Vertebral disk cages like all other spinal fixation apparatus have a potential for complications including non-union, cage migration, infection, foraminal compression, nerve root compression, cord compression, and not uncommonly adjacent segment degeneration from loss of cervical or lumbar lordosis and shift of spine movement to levels where there is no spine fusion (figures: disk cage and ACDF complications). The disk cages may also cause considerable artifacts on MRI and CT imaging (figure: cervical spine MRI disk susceptibility artifact; figure: metal-on-polyethylene cervical disk).
3D printing of cervical disk cages and other devices is now possible. Printed cages can have a more complex design than traditionally casted cages with better internal architecture and structural pores. This may give greater osteoblastic activity and bony ingrowth (Petscavage-Thomas, 2020).
Malignant disease, severe infectious disease, or major trauma to the spine can destroy one or more vertebral bodies. This destruction may be treated with vertebral body resection (corpectomy) and bone grafting combined with placement of a vertebral body “cage” (figure: Harms vertebral cage). The cage may be freestanding or associated with a lateral, anterior, or posterior fixator to give the reconstructed area more strength (figure: cervical corpectomy at C4-5 from diskitis).
These cages are generically called titanium interbody spacers. They are usually manufactured from titanium, which has good strength and good biocompatibility and also produces fewer artifacts on MR images compared with other metals such as stainless steel. These types of vertebral cages have a hollow, threaded, cylindrical structure with teeth on both sides for fixation to vertebral end plates superiorly and inferiorly. The hollow center is usually filled with autograft or allograft bone material to strengthen the fixation and provide later fusion. Many designs exist for the interbody fusion devices, and the designs are evolving. For example, there are newer expandable corpectomy devices for treatment of severe compression fractures or vertebrae collapse due to tumor. The expansion cage along with posterior stabilization screws and rods stabilize the spine to protect the spinal cord. They also restore a degree of vertebral height loss (figure: expandable corpectomy device). Like all fixation apparatus, the disk cages and corpectomy cages may become infected, broken, or displaced (figure: expandable corpectomy cage with shift). Associated fixation screws may become broken or displaced, sometimes into the spinal canal or disk space (figure: thoracic corpectomy with left lateral side plate).
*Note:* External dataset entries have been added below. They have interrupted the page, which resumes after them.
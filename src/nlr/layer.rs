//! A typed layer in the reasoner's DAG, with the three per-kind analyses:
//! concrete assignment, interval arithmetic, and symbolic (affine) bounds
//! expressed over the input layer.
//!
//! Weight matrices are stored row-major as (source neuron, target neuron);
//! symbolic coefficient matrices as (input neuron, target neuron). Both are
//! allocated once at construction and zeroed between sweeps.

use std::collections::{BTreeMap, BTreeSet};

use ndarray::linalg::general_mat_mul;
use ndarray::{Array1, Array2};
use serde::{Deserialize, Serialize};

use super::softmax_bounds;
use crate::config::{Config, SoftmaxBounds};
use crate::constraints::sigmoid::{sigmoid, sigmoid_derivative};
use crate::query::BoundStore;
use crate::types::{NeuronIndex, Tightening, Variable};

#[derive(Debug, Clone, Copy, PartialEq, Eq, Hash, Serialize, Deserialize)]
pub enum LayerKind {
    Input,
    WeightedSum,
    Relu,
    LeakyRelu,
    Sign,
    AbsoluteValue,
    Round,
    Sigmoid,
    Softmax,
    Bilinear,
    Max,
}

/// Symbolic rows and the scalars bounding them over the input box.
#[derive(Debug, Clone, Serialize, Deserialize)]
pub struct SymbolicState {
    /// (input layer size) x (layer size) coefficient rows.
    pub lb: Array2<f64>,
    pub ub: Array2<f64>,
    pub lower_bias: Array1<f64>,
    pub upper_bias: Array1<f64>,
    pub lb_of_lb: Array1<f64>,
    pub ub_of_lb: Array1<f64>,
    pub lb_of_ub: Array1<f64>,
    pub ub_of_ub: Array1<f64>,
}

impl SymbolicState {
    fn new(input_layer_size: usize, size: usize) -> Self {
        Self {
            lb: Array2::zeros((input_layer_size, size)),
            ub: Array2::zeros((input_layer_size, size)),
            lower_bias: Array1::zeros(size),
            upper_bias: Array1::zeros(size),
            lb_of_lb: Array1::zeros(size),
            ub_of_lb: Array1::zeros(size),
            lb_of_ub: Array1::zeros(size),
            ub_of_ub: Array1::zeros(size),
        }
    }

    fn zero_rows(&mut self) {
        self.lb.fill(0.0);
        self.ub.fill(0.0);
    }
}

/// Collapses the state of eliminated neurons to their constant value.
fn apply_eliminated(sym: &mut SymbolicState, eliminated: &BTreeMap<usize, f64>) {
    for (&i, &value) in eliminated {
        sym.lb.column_mut(i).fill(0.0);
        sym.ub.column_mut(i).fill(0.0);
        sym.lower_bias[i] = value;
        sym.upper_bias[i] = value;
        sym.lb_of_lb[i] = value;
        sym.ub_of_lb[i] = value;
        sym.lb_of_ub[i] = value;
        sym.ub_of_ub[i] = value;
    }
}

/// Copies the source neuron's symbolic column and scalars into slot `i`.
fn inherit_from_source(sym: &mut SymbolicState, i: usize, source: &Layer, source_neuron: usize) {
    let src = source.symbolic().expect("source layer has no symbolic state");
    sym.lb.column_mut(i).assign(&src.lb.column(source_neuron));
    sym.ub.column_mut(i).assign(&src.ub.column(source_neuron));
    sym.lower_bias[i] = src.lower_bias[source_neuron];
    sym.upper_bias[i] = src.upper_bias[source_neuron];
    sym.lb_of_lb[i] = src.lb_of_lb[source_neuron];
    sym.ub_of_lb[i] = src.ub_of_lb[source_neuron];
    sym.lb_of_ub[i] = src.lb_of_ub[source_neuron];
    sym.ub_of_ub[i] = src.ub_of_ub[source_neuron];
}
Some of the more popular interbody fusion devices (spacers) used in the thoracic or lumbar spine are the Bagby and Kuslich cage, the Ray threaded fusion Cage, the Harms cage, and the Brantigan cage (figure: Harms vertebral cage; figure: Brantigan interbody vertebral cage; figure: cervical spine fusion cage; figure: thoracic corpectomy with left lateral side plate). The Brantigan cage is designed
to be placed through a posterior approach or posterior lumbar interbody fusion. Brantigan cages
are composed of high-density carbon fiber, and two cages are placed side by side in a disk space.
They are contiguous with bone graft material that is interposed between the vertebral end plates and the cages. These interbody cages are purposely designed to be radiolucent so that the interface between the bone graft and the vertebral end plate is well visualized and not hidden by the supporting cage. The cages are identified on radiographs by a small metallic marker within each cage.